Some companies need to understand that to get the level of expertise you need you have to pay a reasonable fee. The professional will have the knowledge and expertise to solve problems on the spot – will the student/Volunteer necessarily have that knowledge, will they have the commitment if the are not seeing any money at the end.

Some say it will look good on your resume, you will gain new skills (which you wont if you are not being training at the same time), this does not put food on the table or pay the bills. If you are presenting a professional piece of theatre, with professional talent you need to pay for professional technicians etc to make the dream come alive for the audience.

Not all fringe type productions are like this, this is a small minority. But this attitude is not good and those people that step up to these roles do not realise that the maybe damaging the industry. If you undersell yourself, everybody then starts to expect a low or free rate. We seen this happen in the production equipment hire industry, let it not happen in the freelance tech industry. There are even those that have other day jobs in the “real” world that seem happy to undercut or do it for nothing – stop it. Charge a decent fee.

Also a big thank you to the productions that seem very happy to pay reasonable fees and don’t complain. We appreciate you, you often make our lives easier. To the others there is training available in budgeting and production.

Mad Adelaide Time

It is that time of the year in Adelaide. People have to much choice in entertainment. But it also means that venues, technical staff, suppliers are stretched to the limit. We have equipment going to pop up venues, traditional venues. Basically anywhere a show is there is bound to be some gear from a hire company. Technicians are rigging, focusing and making magic for people from around the world. So what is happening? Adelaide Festival of Arts, Adelaide Fringe, WOMADelaide and Clipsal 500. This is the busiest time in Adelaide, you can just tell as a visitor, the streets are crowded the traffic is nightmare. The only problem is those involved in a lot of the shows actually don’t get a chance to see what others are doing. There are shows at the same time each evening and if like me, the techs at least have to be at the venue 7 days a week for the entire Fringe. So unfortunately techs and other creatives don’t get a chance to see what others are doing. We don’t get a chance to learn from others and get inspiration.

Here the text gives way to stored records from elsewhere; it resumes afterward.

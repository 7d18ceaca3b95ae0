//! Builds the population and the town it lives in.
//!
//! Families are generated one after another until the target headcount is reached. Each family
//! draws a size from the family size weights (capped at the number of people still to place)
//! and gets its own house; each member draws an age group and hygiene and legality factors,
//! and takes the health factor of their age group. Once the number of households is known the
//! town is built, and everyone gets a default routine among its locations.
use crate::context::Context;
use crate::define_rng;
use crate::error::EpiError;
use crate::log::{debug, trace};
use crate::parameters::ContextParametersExt;
use crate::people::{AgeGroup, ContextPeopleExt, PersonFactors};
use crate::random::ContextRandomExt;
use crate::routine::ContextRoutineExt;
use crate::town::ContextTownExt;

define_rng!(PopulationRng);

struct Resident {
    household: usize,
    age_group: AgeGroup,
    factors: PersonFactors,
}

fn generate_residents(context: &Context) -> (Vec<Resident>, usize) {
    let params = context.get_params();
    let demographics = &params.demographics;
    let mut residents = Vec::with_capacity(params.population);
    let mut households = 0;

    while residents.len() < params.population {
        let remaining = params.population - residents.len();
        let drawn = context.sample_weighted(PopulationRng, &demographics.family_size_weights) + 1;
        let family_size = drawn.min(remaining);
        for _ in 0..family_size {
            let age_group = AgeGroup::ALL
                [context.sample_weighted(PopulationRng, &demographics.age_group_weights)];
            let factors = PersonFactors {
                health: demographics.health_factors[age_group.index()],
                hygiene: context.sample_distr(PopulationRng, demographics.hygiene),
                legality: context.sample_distr(PopulationRng, demographics.legality),
            };
            residents.push(Resident {
                household: households,
                age_group,
                factors,
            });
        }
        households += 1;
    }
    (residents, households)
}

/// Generates every person and builds the town.
///
/// # Errors
///
/// Returns an `EpiError` if the town or the population were already built.
pub fn init(context: &mut Context) -> Result<(), EpiError> {
    if context.get_current_population() > 0 {
        return Err(EpiError::EpiError(
            "population already initialized".to_string(),
        ));
    }
    let (residents, households) = generate_residents(context);
    context.init_town(households)?;
    trace!(
        "built town for {} people in {households} households: {:?}",
        residents.len(),
        context.get_town().sizes()
    );

    for resident in residents {
        let routine = context.generate_default_routine(resident.age_group, resident.household);
        context.add_person(
            resident.household,
            resident.age_group,
            resident.factors,
            routine,
        );
    }
    debug!(
        "generated {} people in {households} households",
        context.get_current_population()
    );
    Ok(())
}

So you can see that people are being keep busy and making money. Well we hope there are, there is a couple of cases of producers getting students in to operate shows for nothing or well under a decent pay rate for an experienced technician. Lets hope this not a common practice. Everybody is presenting professional events and therefore needs to pay accordingly to their crew, cast etc.

But here’s to the success of all of the events in Mad March.

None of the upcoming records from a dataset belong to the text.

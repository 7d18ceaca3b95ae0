//! Daily routines: where a person is during each of the 24 hours of a day.
//!
//! Every person has a *default* routine, generated once from their age group, and an *active*
//! routine that is what the occupancy engine actually follows. The active routine is always
//! derived from the default one ([`derive_active_routine`]) or pinned to a single location
//! during hospitalization; the default routine is never modified.
mod generator;

use std::ops::Range;

pub use generator::{derive_active_routine, generate_routine};

use crate::context::Context;
use crate::define_rng;
use crate::emergency::EmergencyLevel;
use crate::parameters::ContextParametersExt;
use crate::people::AgeGroup;
use crate::random::ContextRandomExt;
use crate::town::{ContextTownExt, LocationRef};

pub const HOURS_PER_DAY: usize = 24;

define_rng!(RoutineRng);
define_rng!(RemoteWorkRng);

#[derive(Debug, Clone, Copy, PartialEq, Eq)]
pub struct Routine([LocationRef; HOURS_PER_DAY]);

impl Routine {
    /// A routine that spends every hour at `location`.
    #[must_use]
    pub fn filled(location: LocationRef) -> Self {
        Routine([location; HOURS_PER_DAY])
    }

    #[must_use]
    pub fn at(&self, hour: usize) -> LocationRef {
        self.0[hour]
    }

    pub fn set(&mut self, hour: usize, location: LocationRef) {
        self.0[hour] = location;
    }

    pub fn set_block(&mut self, hours: Range<usize>, location: LocationRef) {
        for hour in hours {
            self.set(hour, location);
        }
    }

    #[must_use]
    pub fn slots(&self) -> &[LocationRef; HOURS_PER_DAY] {
        &self.0
    }

    /// Expected contacts in each hour, determined by the category of the location.
    #[must_use]
    pub fn expected_interactions(&self) -> [f64; HOURS_PER_DAY] {
        self.0.map(|slot| slot.category.expected_interactions())
    }
}

pub trait ContextRoutineExt {
    /// Generates a default routine for a member of `age_group` living in `household`, choosing
    /// locations among the town's instances.
    fn generate_default_routine(&self, age_group: AgeGroup, household: usize) -> Routine;

    /// Derives the routine to follow at `level` from a default routine.
    fn derive_routine(&self, default: &Routine, household: usize, level: EmergencyLevel)
        -> Routine;
}

impl ContextRoutineExt for Context {
    fn generate_default_routine(&self, age_group: AgeGroup, household: usize) -> Routine {
        let sizes = self.get_town().sizes();
        let probabilities = &self.get_params().routines;
        self.sample(RoutineRng, |rng| {
            generate_routine(age_group, household, sizes, probabilities, rng)
        })
    }

    fn derive_routine(
        &self,
        default: &Routine,
        household: usize,
        level: EmergencyLevel,
    ) -> Routine {
        let remote_work_probability = self.get_params().routines.remote_work_probability;
        self.sample(RemoteWorkRng, |rng| {
            derive_active_routine(default, household, level, remote_work_probability, rng)
        })
    }
}
//! Model parameters.
//!
//! Every tunable constant of the model lives in [`Params`], which is stored in the `Context` as
//! the global property [`Parameters`] and validated when it is set. Every field has a default,
//! so a JSON file only needs to name the values it changes:
//!
//! ```json
//! {
//!     "epitown.Parameters": {
//!         "population": 1000,
//!         "r0": 2.5,
//!         "model_type": "SIS",
//!         "policy": { "hospital_capacity": 50 }
//!     }
//! }
//! ```
use std::fmt::{self, Display};
use std::str::FromStr;

use serde::{Deserialize, Serialize};

use crate::context::Context;
use crate::define_global_property;
use crate::error::EpiError;
use crate::global_properties::ContextGlobalPropertiesExt;
use crate::random::TruncatedNormal;

/// What happens to an infectious person at the end of their infectious period.
#[derive(Debug, Clone, Copy, PartialEq, Eq, Serialize, Deserialize)]
#[allow(clippy::upper_case_acronyms)]
pub enum ModelType {
    /// Recovery confers permanent immunity.
    SIR,
    /// Recovered people become susceptible again.
    SIS,
}

impl FromStr for ModelType {
    type Err = EpiError;

    fn from_str(s: &str) -> Result<Self, Self::Err> {
        match s.to_ascii_uppercase().as_str() {
            "SIR" => Ok(ModelType::SIR),
            "SIS" => Ok(ModelType::SIS),
            _ => Err(EpiError::ConfigurationError(format!(
                "unknown model type {s:?}, expected SIR or SIS"
            ))),
        }
    }
}

impl Display for ModelType {
    fn fmt(&self, f: &mut fmt::Formatter) -> fmt::Result {
        write!(f, "{self:?}")
    }
}

/// Residents per location instance, for the categories whose count scales with population.
#[derive(Debug, Clone, PartialEq, Serialize, Deserialize)]
#[serde(default, deny_unknown_fields)]
pub struct TownRatios {
    pub school: usize,
    pub workplace: usize,
    pub entertainment: usize,
    pub extracurricular: usize,
    pub transportation: usize,
}

impl Default for TownRatios {
    fn default() -> Self {
        TownRatios {
            school: 1500,
            workplace: 50,
            entertainment: 500,
            extracurricular: 500,
            transportation: 1000,
        }
    }
}

#[derive(Debug, Clone, PartialEq, Serialize, Deserialize)]
#[serde(default, deny_unknown_fields)]
pub struct Demographics {
    /// Weight of a family of size `i + 1`.
    pub family_size_weights: Vec<f64>,
    /// Indexed by `AgeGroup::index()`.
    pub age_group_weights: [f64; 5],
    pub hygiene: TruncatedNormal,
    pub legality: TruncatedNormal,
    /// Relative hospitalization propensity, indexed by `AgeGroup::index()`.
    pub health_factors: [f64; 5],
}

impl Default for Demographics {
    fn default() -> Self {
        Demographics {
            family_size_weights: vec![0.325, 0.312, 0.163, 0.136, 0.064],
            age_group_weights: [0.2035, 0.054, 0.192, 0.349, 0.2015],
            hygiene: TruncatedNormal {
                mean: 1.0,
                std_dev: 0.7,
                lower: 0.1,
                upper: 5.0,
            },
            legality: TruncatedNormal {
                mean: 1.0,
                std_dev: 0.3,
                lower: 0.5,
                upper: 2.0,
            },
            health_factors: [1.0, 1.0, 1.5, 3.0, 9.67],
        }
    }
}

#[derive(Debug, Clone, PartialEq, Serialize, Deserialize)]
#[serde(default, deny_unknown_fields)]
pub struct RoutineProbabilities {
    pub extracurricular_probability: f64,
    pub young_adult_school_probability: f64,
    pub adult_entertainment_probability: f64,
    pub middle_aged_entertainment_probability: f64,
    /// Chance that a workplace hour is spent at home at emergency level 2.
    pub remote_work_probability: f64,
}

impl Default for RoutineProbabilities {
    fn default() -> Self {
        RoutineProbabilities {
            extracurricular_probability: 0.83,
            young_adult_school_probability: 0.63,
            adult_entertainment_probability: 0.8,
            middle_aged_entertainment_probability: 0.5,
            remote_work_probability: 0.5,
        }
    }
}

#[derive(Debug, Clone, PartialEq, Serialize, Deserialize)]
#[serde(default, deny_unknown_fields)]
pub struct PolicyParams {
    /// Infectious prevalence, in percent, at which levels 1, 2 and 3 begin.
    pub emergency_thresholds: [f64; 3],
    /// Contacts are scaled by `1 - step * level`.
    pub social_distancing_step: f64,
    /// Transmission multiplier applied once per masked participant.
    pub mask_transmission_multiplier: f64,
    /// Hospitalization probability is `base_rate * health_factor`.
    pub hospitalization_base_rate: f64,
    /// Indexed by emergency level.
    pub entertainment_capacity: [usize; 4],
    pub transportation_capacity: usize,
    /// Capacity lost per emergency level.
    pub transportation_capacity_step: usize,
    pub hospital_capacity: usize,
}

impl Default for PolicyParams {
    fn default() -> Self {
        PolicyParams {
            emergency_thresholds: [5.0, 10.0, 20.0],
            social_distancing_step: 0.2,
            mask_transmission_multiplier: 0.2,
            hospitalization_base_rate: 0.01,
            entertainment_capacity: [500, 100, 50, 0],
            transportation_capacity: 80,
            transportation_capacity_step: 20,
            hospital_capacity: 200,
        }
    }
}

#[derive(Debug, Clone, PartialEq, Serialize, Deserialize)]
#[serde(default, deny_unknown_fields)]
pub struct Params {
    pub population: usize,
    pub starting_infectious_percentage: f64,
    pub infectious_duration_days: usize,
    pub simulation_days: usize,
    pub r0: f64,
    pub model_type: ModelType,
    pub seed: u64,
    pub town: TownRatios,
    pub demographics: Demographics,
    pub routines: RoutineProbabilities,
    pub policy: PolicyParams,
}

impl Default for Params {
    fn default() -> Self {
        Params {
            population: 500,
            starting_infectious_percentage: 10.0,
            infectious_duration_days: 5,
            simulation_days: 7,
            r0: 1.0,
            model_type: ModelType::SIR,
            seed: 0,
            town: TownRatios::default(),
            demographics: Demographics::default(),
            routines: RoutineProbabilities::default(),
            policy: PolicyParams::default(),
        }
    }
}

impl Params {
    /// Number of people infected on day zero.
    #[must_use]
    #[allow(clippy::cast_possible_truncation, clippy::cast_sign_loss)]
    pub fn starting_infectious_count(&self) -> usize {
        (self.population as f64 * self.starting_infectious_percentage / 100.0).round() as usize
    }
}

fn configuration_error(message: String) -> EpiError {
    EpiError::ConfigurationError(message)
}

fn check_probability(name: &str, p: f64) -> Result<(), EpiError> {
    if !(0.0..=1.0).contains(&p) {
        return Err(configuration_error(format!(
            "{name} must be a probability in [0, 1], got {p}"
        )));
    }
    Ok(())
}

fn check_weights(name: &str, weights: &[f64]) -> Result<(), EpiError> {
    if weights.is_empty()
        || weights.iter().any(|w| !w.is_finite() || *w < 0.0)
        || weights.iter().sum::<f64>() <= 0.0
    {
        return Err(configuration_error(format!(
            "{name} must be non-negative with a positive sum, got {weights:?}"
        )));
    }
    Ok(())
}

fn check_factor_distribution(name: &str, distribution: &TruncatedNormal) -> Result<(), EpiError> {
    distribution.validate()?;
    if distribution.std_dev <= 0.0
        || distribution.lower <= 0.0
        || distribution.lower >= distribution.upper
        || !(distribution.lower..=distribution.upper).contains(&distribution.mean)
    {
        return Err(configuration_error(format!(
            "{name} needs sd > 0 and 0 < lower <= mean <= upper with lower < upper, got {distribution:?}"
        )));
    }
    Ok(())
}

/// Checks that `params` describe a runnable simulation.
///
/// # Errors
///
/// Returns `EpiError::ConfigurationError` naming the first offending value.
pub fn validate_params(params: &Params) -> Result<(), EpiError> {
    if params.population < 1 {
        return Err(configuration_error(
            "population must be at least 1".to_string(),
        ));
    }
    if !(0.0..=100.0).contains(&params.starting_infectious_percentage) {
        return Err(configuration_error(format!(
            "starting infectious percentage must be in [0, 100], got {}",
            params.starting_infectious_percentage
        )));
    }
    if params.infectious_duration_days < 1 {
        return Err(configuration_error(
            "infectious duration must be at least 1 day".to_string(),
        ));
    }
    if params.simulation_days < 1 {
        return Err(configuration_error(
            "simulation length must be at least 1 day".to_string(),
        ));
    }
    if !(params.r0.is_finite() && params.r0 > 0.0) {
        return Err(configuration_error(format!(
            "r0 must be a positive number, got {}",
            params.r0
        )));
    }
    if params.starting_infectious_count() > params.population {
        return Err(configuration_error(format!(
            "cannot seed {} infectious people in a population of {}",
            params.starting_infectious_count(),
            params.population
        )));
    }

    let ratios = &params.town;
    for (name, ratio) in [
        ("school", ratios.school),
        ("workplace", ratios.workplace),
        ("entertainment", ratios.entertainment),
        ("extracurricular", ratios.extracurricular),
        ("transportation", ratios.transportation),
    ] {
        if ratio < 1 {
            return Err(configuration_error(format!(
                "{name} ratio must be at least 1 resident per location"
            )));
        }
    }

    let demographics = &params.demographics;
    check_weights("family size weights", &demographics.family_size_weights)?;
    check_weights("age group weights", &demographics.age_group_weights)?;
    check_factor_distribution("hygiene", &demographics.hygiene)?;
    check_factor_distribution("legality", &demographics.legality)?;
    if demographics
        .health_factors
        .iter()
        .any(|h| !h.is_finite() || *h < 0.0)
    {
        return Err(configuration_error(format!(
            "health factors must be non-negative, got {:?}",
            demographics.health_factors
        )));
    }

    let routines = &params.routines;
    check_probability(
        "extracurricular probability",
        routines.extracurricular_probability,
    )?;
    check_probability(
        "young adult school probability",
        routines.young_adult_school_probability,
    )?;
    check_probability(
        "adult entertainment probability",
        routines.adult_entertainment_probability,
    )?;
    check_probability(
        "middle aged entertainment probability",
        routines.middle_aged_entertainment_probability,
    )?;
    check_probability("remote work probability", routines.remote_work_probability)?;

    let policy = &params.policy;
    let thresholds = policy.emergency_thresholds;
    if !(thresholds[0] >= 0.0 && thresholds[0] < thresholds[1] && thresholds[1] < thresholds[2]) {
        return Err(configuration_error(format!(
            "emergency thresholds must be non-negative and strictly increasing, got {thresholds:?}"
        )));
    }
    if !(0.0..=1.0 / 3.0).contains(&policy.social_distancing_step) {
        return Err(configuration_error(format!(
            "social distancing step must be in [0, 1/3], got {}",
            policy.social_distancing_step
        )));
    }
    check_probability(
        "mask transmission multiplier",
        policy.mask_transmission_multiplier,
    )?;
    check_probability(
        "hospitalization base rate",
        policy.hospitalization_base_rate,
    )?;
    Ok(())
}

define_global_property!(Parameters, Params, validate_params);

pub trait ContextParametersExt {
    /// Validates and stores `params`, and seeds the random streams from `params.seed`.
    ///
    /// # Errors
    ///
    /// Returns `EpiError::ConfigurationError` if the parameters are invalid.
    fn init_parameters(&mut self, params: Params) -> Result<(), EpiError>;

    /// # Panics
    ///
    /// Panics if the parameters have not been set.
    fn get_params(&self) -> &Params;
}

impl ContextParametersExt for Context {
    fn init_parameters(&mut self, params: Params) -> Result<(), EpiError> {
        use crate::random::ContextRandomExt;

        let seed = params.seed;
        self.set_global_property_value(Parameters, params)?;
        self.init_random(seed);
        Ok(())
    }

    fn get_params(&self) -> &Params {
        self.get_global_property_value(Parameters)
            .expect("model parameters have not been set")
    }
}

Unparalleled sound quality and intuitive setup and operation for conference rooms

At this year’s ISE, held February 7 – 10 in Amsterdam, Shure introduces the IntelliMix® P300 Audio Conferencing Processor, a new digital signal processor created specifically for conferencing applications. The P300 offers Shure IntelliMix DSP algorithms that significantly enhance the audio quality in video meetings, a variety of connectivity options, plus seamless operation with Shure Microflex® Advance™ and Microflex® Wireless microphone solutions for AV conferencing.

Team collaboration in the modern agile workplace has expanded from purpose-built videoconferencing rooms to impromptu meetings held in flexible workspaces throughout the office, but premium audio processors – and the programming and setup they require – are not always cost-effective for these rooms. The IntelliMix P300 is a compact, simple to install solution providing professional conferencing technology that offers just the right set of features to create a highly intelligible, collaborative meeting experience in these spaces.

The new processor connects up to eight Dante microphone channels to a room video system, USB soft codec, or mobile device. Each channel supports multiple IntelliMix DSP features, including Acoustic Echo Cancellation (AEC), Noise Reduction, and Automatic Gain Control, plus best-in-class automatic mixing. These features provide full duplex communication for echo and noise free meetings.

The fixed architecture provides simple and intuitive setup, resulting in less DSP programming and commissioning time onsite. The USB connectivity enables the P300 to be used with common soft codec programs such as Skype and BlueJeans, while the 3.5 mm connector means anyone on a mobile phone or tablet can easily bring any remote participant into the conversation. Its compact half-rack footprint enables discrete installation behind a display, under a table, or in a credenza.

“Great audio should not be reserved for boardrooms- it should be in every room,” said Paul Gunia, Product Manager at Shure. “The Microflex Advance and Microflex Wireless product lines are the most innovative microphones on the market. We strove to develop a powerful yet simple to configure DSP that complements our networked microphone systems. A conference room designed with Microflex and an IntelliMix P300 processor will provide our customer a full Shure audio solution, without requiring extensive program training or installation considerations. Now any size room can fully support a quality audio conference call.”

In addition to the IntelliMix P300, Shure is introducing the ANIUSB-MATRIX and ANI22 at ISE. The ANIUSB-MATRIX provides flexible routing of up to four Dante audio inputs and one analogue input to a room video conferencing system or a soft codec. This device is ideal for accommodating small to medium sized rooms intended for audio and video conferencing. With fewer features compared to the P300, the ANIUSB-MATRIX offers the ideal performance, connectivity, and affordability for videoconferencing where a premium microphone solution is desired, but acoustic echo cancellation of a hardware or software codec will be used. The ANI22 provides Dante-to-analogue signal routing that enables two audio channels to be routed on and off a Dante network. These additions to the ANI family increase the connectivity options available to users of Shure’s Dante-enabled microphones.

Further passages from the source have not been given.